━━━━━ Provided data ━━━━━

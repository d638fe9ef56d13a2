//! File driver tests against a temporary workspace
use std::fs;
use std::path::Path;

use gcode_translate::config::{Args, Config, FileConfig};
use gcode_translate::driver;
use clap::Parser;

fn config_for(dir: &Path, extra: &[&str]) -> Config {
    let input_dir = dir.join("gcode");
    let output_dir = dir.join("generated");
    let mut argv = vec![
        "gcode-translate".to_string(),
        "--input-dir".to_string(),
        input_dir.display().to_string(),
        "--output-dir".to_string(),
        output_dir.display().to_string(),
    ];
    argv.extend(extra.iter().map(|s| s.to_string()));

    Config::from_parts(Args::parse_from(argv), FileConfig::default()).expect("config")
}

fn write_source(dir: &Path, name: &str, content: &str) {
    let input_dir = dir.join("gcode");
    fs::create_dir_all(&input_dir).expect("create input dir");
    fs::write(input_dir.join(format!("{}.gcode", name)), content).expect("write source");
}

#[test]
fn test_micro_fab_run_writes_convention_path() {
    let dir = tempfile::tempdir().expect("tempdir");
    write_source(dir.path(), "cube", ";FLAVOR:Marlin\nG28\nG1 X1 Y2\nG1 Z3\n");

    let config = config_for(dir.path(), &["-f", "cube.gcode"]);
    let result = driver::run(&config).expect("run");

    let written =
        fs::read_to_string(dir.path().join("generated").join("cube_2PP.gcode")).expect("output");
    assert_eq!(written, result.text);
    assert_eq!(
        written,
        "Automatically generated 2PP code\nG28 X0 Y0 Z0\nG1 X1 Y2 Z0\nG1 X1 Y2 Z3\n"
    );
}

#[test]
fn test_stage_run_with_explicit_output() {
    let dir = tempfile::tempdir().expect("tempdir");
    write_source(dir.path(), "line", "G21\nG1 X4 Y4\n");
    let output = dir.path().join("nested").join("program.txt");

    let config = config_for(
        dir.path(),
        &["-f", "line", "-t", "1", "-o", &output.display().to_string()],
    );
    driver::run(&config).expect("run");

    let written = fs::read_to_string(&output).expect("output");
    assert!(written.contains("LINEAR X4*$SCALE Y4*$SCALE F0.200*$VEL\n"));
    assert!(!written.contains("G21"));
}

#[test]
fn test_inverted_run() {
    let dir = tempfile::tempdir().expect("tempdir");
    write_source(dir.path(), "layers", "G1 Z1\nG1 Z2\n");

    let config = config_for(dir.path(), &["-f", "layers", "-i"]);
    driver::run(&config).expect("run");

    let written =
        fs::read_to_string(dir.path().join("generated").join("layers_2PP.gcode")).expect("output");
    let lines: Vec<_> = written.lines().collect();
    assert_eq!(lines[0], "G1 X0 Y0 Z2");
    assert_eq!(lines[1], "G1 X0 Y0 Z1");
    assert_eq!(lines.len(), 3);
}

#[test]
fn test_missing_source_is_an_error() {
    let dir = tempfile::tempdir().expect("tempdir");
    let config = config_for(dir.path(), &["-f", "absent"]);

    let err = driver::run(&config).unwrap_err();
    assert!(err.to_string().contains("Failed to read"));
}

━━━━━

### Work order
Each line in the material with "lines" in it must be reported.

### Exercise answer
    let lines: Vec<_> = written.lines().collect();
    assert_eq!(lines[0], "G1 X0 Y0 Z2");
    assert_eq!(lines[1], "G1 X0 Y0 Z1");
    assert_eq!(lines.len(), 3);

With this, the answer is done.